**About this task**
Search the data for "crate". Each line containing it is to be copied.

**Exercise data**
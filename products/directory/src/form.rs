use chrono::NaiveDate;
use platform_store::ValidationErrors;
use serde::{Deserialize, Serialize};
use uuid::Uuid;

use crate::model::{Branch, Department, OnboardingStatus, Teammate};

pub const NAME_MAX: usize = 128;
pub const EMAIL_MAX: usize = 254;
pub const OPTIONAL_MAX: usize = 512;

/// Raw create-form buffer, exactly as typed.
#[derive(Clone, Debug, Default, PartialEq, Eq, Serialize, Deserialize)]
#[serde(rename_all = "camelCase", default)]
pub struct TeammateForm {
    pub first_name: String,
    pub last_name: String,
    pub email: String,
    pub phone: String,
    pub position: String,
    pub department: String,
    pub branch: String,
    pub nmls: String,
    pub start_date: String,
    pub birthday: String,
    pub onboarding_status: String,
    pub linkedin: String,
    pub calendly: String,
    pub manager_id: String,
}

/// A validated teammate ready to be inserted.
#[derive(Clone, Debug, PartialEq, Eq, Serialize, Deserialize)]
#[serde(rename_all = "camelCase")]
pub struct NewTeammate {
    pub first_name: String,
    pub last_name: String,
    pub email: String,
    pub phone: Option<String>,
    pub position: String,
    pub department: Department,
    pub branch: Branch,
    pub nmls: Option<String>,
    pub headshot_url: Option<String>,
    pub start_date: Option<NaiveDate>,
    pub birthday: Option<NaiveDate>,
    pub onboarding_status: OnboardingStatus,
    pub linkedin: Option<String>,
    pub calendly: Option<String>,
    pub manager_id: Option<Uuid>,
}

impl TeammateForm {
    pub fn validate(&self) -> Result<NewTeammate, ValidationErrors> {
        let mut report = ValidationErrors::default();

        let first_name = report.required("first_name", "First name", &self.first_name, NAME_MAX);
        let last_name = report.required("last_name", "Last name", &self.last_name, NAME_MAX);
        let email = validate_email(&mut report, &self.email);
        let position = report.required("position", "Position", &self.position, NAME_MAX);
        let phone = report.optional("phone", "Phone", &self.phone, OPTIONAL_MAX);
        let nmls = report.optional("nmls", "NMLS", &self.nmls, OPTIONAL_MAX);
        let linkedin = report.optional("linkedin", "LinkedIn", &self.linkedin, OPTIONAL_MAX);
        let calendly = report.optional("calendly", "Calendly", &self.calendly, OPTIONAL_MAX);
        let start_date = report.optional_date("start_date", "Start date", &self.start_date);
        let birthday = report.optional_date("birthday", "Birthday", &self.birthday);

        let department = parse_label(&mut report, "department", "Department", &self.department);
        let branch = parse_label(&mut report, "branch", "Branch", &self.branch);
        let onboarding_status = if self.onboarding_status.trim().is_empty() {
            Some(OnboardingStatus::default())
        } else {
            parse_label(
                &mut report,
                "onboarding_status",
                "Onboarding status",
                &self.onboarding_status,
            )
        };

        let manager_id = match self.manager_id.trim() {
            "" => None,
            raw => match Uuid::parse_str(raw) {
                Ok(id) => Some(id),
                Err(_) => {
                    report.push("manager_id", "Manager must be a teammate id");
                    None
                }
            },
        };

        match (department, branch, onboarding_status) {
            (Some(department), Some(branch), Some(onboarding_status)) => report.finish(|| NewTeammate {
                first_name,
                last_name,
                email,
                phone,
                position,
                department,
                branch,
                nmls,
                headshot_url: None,
                start_date,
                birthday,
                onboarding_status,
                linkedin,
                calendly,
                manager_id,
            }),
            _ => Err(report),
        }
    }
}

impl NewTeammate {
    pub fn into_teammate(self, id: Uuid) -> Teammate {
        Teammate {
            id,
            first_name: self.first_name,
            last_name: self.last_name,
            email: self.email,
            phone: self.phone,
            position: self.position,
            department: self.department,
            branch: self.branch,
            nmls: self.nmls,
            headshot_url: self.headshot_url,
            start_date: self.start_date,
            birthday: self.birthday,
            onboarding_status: self.onboarding_status,
            linkedin: self.linkedin,
            calendly: self.calendly,
            manager_id: self.manager_id,
            tags: Vec::new(),
        }
    }
}

/// Partial update. `None` leaves a field untouched; for optional columns
/// `Some(None)` clears the stored value.
#[derive(Clone, Debug, Default, PartialEq, Eq, Serialize, Deserialize)]
#[serde(rename_all = "camelCase", default)]
pub struct TeammatePatch {
    pub first_name: Option<String>,
    pub last_name: Option<String>,
    pub email: Option<String>,
    pub phone: Option<Option<String>>,
    pub position: Option<String>,
    pub department: Option<Department>,
    pub branch: Option<Branch>,
    pub nmls: Option<Option<String>>,
    pub headshot_url: Option<Option<String>>,
    pub start_date: Option<Option<NaiveDate>>,
    pub birthday: Option<Option<NaiveDate>>,
    pub onboarding_status: Option<OnboardingStatus>,
    pub linkedin: Option<Option<String>>,
    pub calendly: Option<Option<String>>,
    pub manager_id: Option<Option<Uuid>>,
}

impl TeammatePatch {
    pub fn is_empty(&self) -> bool {
        *self == Self::default()
    }

    /// Re-check every present required field; trims text in place.
    pub fn validate(mut self) -> Result<Self, ValidationErrors> {
        let mut report = ValidationErrors::default();
        if let Some(raw) = self.first_name.take() {
            self.first_name = Some(report.required("first_name", "First name", &raw, NAME_MAX));
        }
        if let Some(raw) = self.last_name.take() {
            self.last_name = Some(report.required("last_name", "Last name", &raw, NAME_MAX));
        }
        if let Some(raw) = self.position.take() {
            self.position = Some(report.required("position", "Position", &raw, NAME_MAX));
        }
        if let Some(raw) = self.email.take() {
            self.email = Some(validate_email(&mut report, &raw));
        }
        for (field, label, slot) in [
            ("phone", "Phone", &mut self.phone),
            ("nmls", "NMLS", &mut self.nmls),
            ("linkedin", "LinkedIn", &mut self.linkedin),
            ("calendly", "Calendly", &mut self.calendly),
        ] {
            if let Some(Some(raw)) = slot.as_ref() {
                let cleaned = report.optional(field, label, raw, OPTIONAL_MAX);
                *slot = Some(cleaned);
            }
        }
        report.finish(|| self)
    }

    pub fn apply_to(&self, record: &mut Teammate) {
        fn set<T: Clone>(target: &mut T, value: &Option<T>) {
            if let Some(value) = value {
                *target = value.clone();
            }
        }
        set(&mut record.first_name, &self.first_name);
        set(&mut record.last_name, &self.last_name);
        set(&mut record.email, &self.email);
        set(&mut record.phone, &self.phone);
        set(&mut record.position, &self.position);
        set(&mut record.department, &self.department);
        set(&mut record.branch, &self.branch);
        set(&mut record.nmls, &self.nmls);
        set(&mut record.headshot_url, &self.headshot_url);
        set(&mut record.start_date, &self.start_date);
        set(&mut record.birthday, &self.birthday);
        set(&mut record.onboarding_status, &self.onboarding_status);
        set(&mut record.linkedin, &self.linkedin);
        set(&mut record.calendly, &self.calendly);
        set(&mut record.manager_id, &self.manager_id);
    }
}

fn validate_email(report: &mut ValidationErrors, raw: &str) -> String {
    let email = report.required("email", "Email", raw, EMAIL_MAX);
    if !email.is_empty() {
        let well_formed = match email.split_once('@') {
            Some((local, domain)) => {
                !local.is_empty() && !domain.is_empty() && !domain.contains('@')
            }
            None => false,
        };
        if !well_formed {
            report.push("email", "Email must be a valid address");
        }
    }
    email
}

fn parse_label<T: std::str::FromStr>(
    report: &mut ValidationErrors,
    field: &'static str,
    label: &str,
    raw: &str,
) -> Option<T> {
    let trimmed = raw.trim();
    if trimmed.is_empty() {
        report.push(field, format!("{label} is required"));
        return None;
    }
    match trimmed.parse() {
        Ok(value) => Some(value),
        Err(_) => {
            report.push(field, format!("{label} `{trimmed}` is not a known option"));
            None
        }
    }
}
use anyhow::Result;
use chrono::{NaiveDate, NaiveTime, Utc};
use entity::calendar_events;
use hub_tests::memory_store;
use platform_store::StoreError;
use products_calendar::{EventCategory, EventStore, NewEvent};
use sea_orm::{ActiveModelTrait, Set, prelude::DateTimeWithTimeZone};
use uuid::Uuid;

fn day(y: i32, m: u32, d: u32) -> NaiveDate {
    NaiveDate::from_ymd_opt(y, m, d).unwrap()
}

fn at(h: u32, m: u32) -> Option<NaiveTime> {
    NaiveTime::from_hms_opt(h, m, 0)
}

fn event(title: &str, date: NaiveDate, start: Option<NaiveTime>) -> NewEvent {
    NewEvent {
        title: title.to_string(),
        date,
        start_time: start,
        end_time: None,
        all_day: false,
        category: EventCategory::Meeting,
        location: None,
        description: None,
    }
}

#[tokio::test]
async fn month_listing_is_bounded_and_chronological() -> Result<()> {
    let store = memory_store().await?;
    store.create(event("January wrap", day(2026, 1, 31), at(9, 0))).await?;
    store.create(event("Late standup", day(2026, 2, 10), at(15, 0))).await?;
    store.create(event("Early standup", day(2026, 2, 10), at(8, 30))).await?;
    store.create(event("Kickoff", day(2026, 2, 1), at(11, 0))).await?;
    store.create(event("Month end", day(2026, 2, 28), at(16, 0))).await?;
    store.create(event("March start", day(2026, 3, 1), at(9, 0))).await?;

    let february = store.list_month(1, 2026).await?;
    let titles: Vec<&str> = february.iter().map(|e| e.title.as_str()).collect();
    assert_eq!(
        titles,
        vec!["Kickoff", "Early standup", "Late standup", "Month end"]
    );

    assert_eq!(store.list_all().await?.len(), 6);
    Ok(())
}

#[tokio::test]
async fn month_index_out_of_range_is_invalid_input() -> Result<()> {
    let store = memory_store().await?;
    let err = store.list_month(12, 2026).await.unwrap_err();
    assert!(matches!(err, StoreError::InvalidInput(_)), "{err:?}");
    Ok(())
}

#[tokio::test]
async fn upcoming_starts_today_and_honours_the_limit() -> Result<()> {
    let store = memory_store().await?;
    let today = day(2026, 2, 10);
    store.create(event("Yesterday", day(2026, 2, 9), at(9, 0))).await?;
    store.create(event("Today", today, at(9, 0))).await?;
    store.create(event("Tomorrow", day(2026, 2, 11), at(9, 0))).await?;
    store.create(event("Next week", day(2026, 2, 17), at(9, 0))).await?;

    let upcoming = store.upcoming(today, 2).await?;
    let titles: Vec<&str> = upcoming.iter().map(|e| e.title.as_str()).collect();
    assert_eq!(titles, vec!["Today", "Tomorrow"]);

    assert_eq!(store.upcoming(today, 10).await?.len(), 3);
    Ok(())
}

#[tokio::test]
async fn update_replaces_fields_and_bumps_updated_at() -> Result<()> {
    let store = memory_store().await?;
    let created = store.create(event("Planning", day(2026, 2, 5), at(10, 0))).await?;

    let mut next = event("Planning (moved)", day(2026, 2, 6), None);
    next.all_day = true;
    next.category = EventCategory::Training;
    next.location = Some("Board room".into());
    let updated = store.update(created.id, next).await?;

    assert_eq!(updated.id, created.id);
    assert_eq!(updated.title, "Planning (moved)");
    assert_eq!(updated.date, day(2026, 2, 6));
    assert_eq!(updated.start_time, None);
    assert!(updated.all_day);
    assert_eq!(updated.time_label(), "All Day");
    assert_eq!(updated.category, EventCategory::Training);
    assert_eq!(updated.created_at, created.created_at);
    assert!(updated.updated_at >= created.updated_at);

    let fetched = store.get(created.id).await?;
    assert_eq!(fetched.location.as_deref(), Some("Board room"));

    let missing = store
        .update(Uuid::new_v4(), event("Ghost", day(2026, 2, 6), None))
        .await
        .unwrap_err();
    assert!(missing.is_not_found());
    Ok(())
}

#[tokio::test]
async fn delete_removes_once() -> Result<()> {
    let store = memory_store().await?;
    let created = store.create(event("Payroll", day(2026, 2, 13), None)).await?;

    store.delete(created.id).await?;
    assert!(store.get(created.id).await.unwrap_err().is_not_found());
    assert!(store.delete(created.id).await.unwrap_err().is_not_found());
    Ok(())
}

#[tokio::test]
async fn unknown_stored_category_is_an_integrity_error() -> Result<()> {
    let store = memory_store().await?;
    let now: DateTimeWithTimeZone = Utc::now().into();
    calendar_events::ActiveModel {
        id: Set(Uuid::new_v4()),
        title: Set("Offsite".into()),
        event_date: Set(day(2026, 2, 20)),
        start_time: Set(None),
        end_time: Set(None),
        all_day: Set(true),
        category: Set("Party".into()),
        location: Set(None),
        description: Set(None),
        created_at: Set(now),
        updated_at: Set(now),
    }
    .insert(store.connection())
    .await?;

    let err = store.list_month(1, 2026).await.unwrap_err();
    assert!(matches!(err, StoreError::Integrity(_)), "{err:?}");
    Ok(())
}
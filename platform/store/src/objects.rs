use async_trait::async_trait;
use uuid::Uuid;

use crate::{StoreError, StoreResult};

/// Bucket holding teammate profile images.
pub const HEADSHOT_BUCKET: &str = "teammate-headshots";

/// Blob storage for profile images. Only public URLs cross this seam.
#[async_trait]
pub trait ObjectStore: Send + Sync {
    async fn upload(&self, bytes: Vec<u8>, file_name: &str, owner: Option<Uuid>)
    -> StoreResult<String>;

    async fn delete(&self, public_url: &str) -> StoreResult<()>;
}

/// Object key for an uploaded headshot: `<owner>/<millis>.<ext>` when the
/// teammate is known, `<millis>-<suffix>.<ext>` otherwise. Extensions that
/// are not plain ASCII alphanumerics become `bin`.
pub fn headshot_object_path(file_name: &str, owner: Option<Uuid>, millis: i64, suffix: &str) -> String {
    let ext = file_name
        .rsplit_once('.')
        .map(|(_, ext)| ext)
        .filter(|ext| !ext.is_empty() && ext.chars().all(|c| c.is_ascii_alphanumeric()))
        .unwrap_or("bin")
        .to_ascii_lowercase();
    match owner {
        Some(id) => format!("{id}/{millis}.{ext}"),
        None => format!("{millis}-{suffix}.{ext}"),
    }
}

/// Extract the object key from a public headshot URL.
pub fn object_path_from_url(public_url: &str) -> StoreResult<&str> {
    let marker = format!("{HEADSHOT_BUCKET}/");
    let invalid = || StoreError::InvalidInput("Invalid headshot URL".into());
    let (_, path) = public_url.split_once(marker.as_str()).ok_or_else(invalid)?;
    if path.is_empty() || path.split('/').any(|part| part.is_empty() || part == "..") {
        return Err(invalid());
    }
    Ok(path)
}

#[cfg(test)]
mod tests {
    use super::*;

    #[test]
    fn owned_uploads_are_grouped_by_teammate() {
        let owner = Uuid::nil();
        let path = headshot_object_path("Portrait.JPG", Some(owner), 1_767_225_600_000, "x");
        assert_eq!(path, format!("{owner}/1767225600000.jpg"));
    }

    #[test]
    fn anonymous_uploads_carry_a_suffix() {
        let path = headshot_object_path("face.png", None, 42, "k3j2");
        assert_eq!(path, "42-k3j2.png");
    }

    #[test]
    fn unsafe_extensions_fall_back_to_bin() {
        let owner = Uuid::nil();
        assert_eq!(
            headshot_object_path("x./a/b", Some(owner), 7, "s"),
            format!("{owner}/7.bin")
        );
        assert_eq!(headshot_object_path("face.p%g", None, 7, "s"), "7-s.bin");
        assert_eq!(headshot_object_path("noext", None, 7, "s"), "7-s.bin");
        assert_eq!(headshot_object_path("trailing.", None, 7, "s"), "7-s.bin");
    }

    #[test]
    fn url_outside_bucket_is_rejected() {
        let err = object_path_from_url("https://cdn.test/other/a.png").unwrap_err();
        assert_eq!(err, StoreError::InvalidInput("Invalid headshot URL".into()));
        assert!(object_path_from_url("https://cdn.test/teammate-headshots/../etc").is_err());
    }

    #[test]
    fn url_inside_bucket_yields_key() {
        let key = object_path_from_url("http://localhost/files/teammate-headshots/a/1.png").unwrap();
        assert_eq!(key, "a/1.png");
    }
}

**Your solution**
use crate::model::{Branch, Department, OnboardingStatus, Teammate};
use crate::{StoreError, StoreResult};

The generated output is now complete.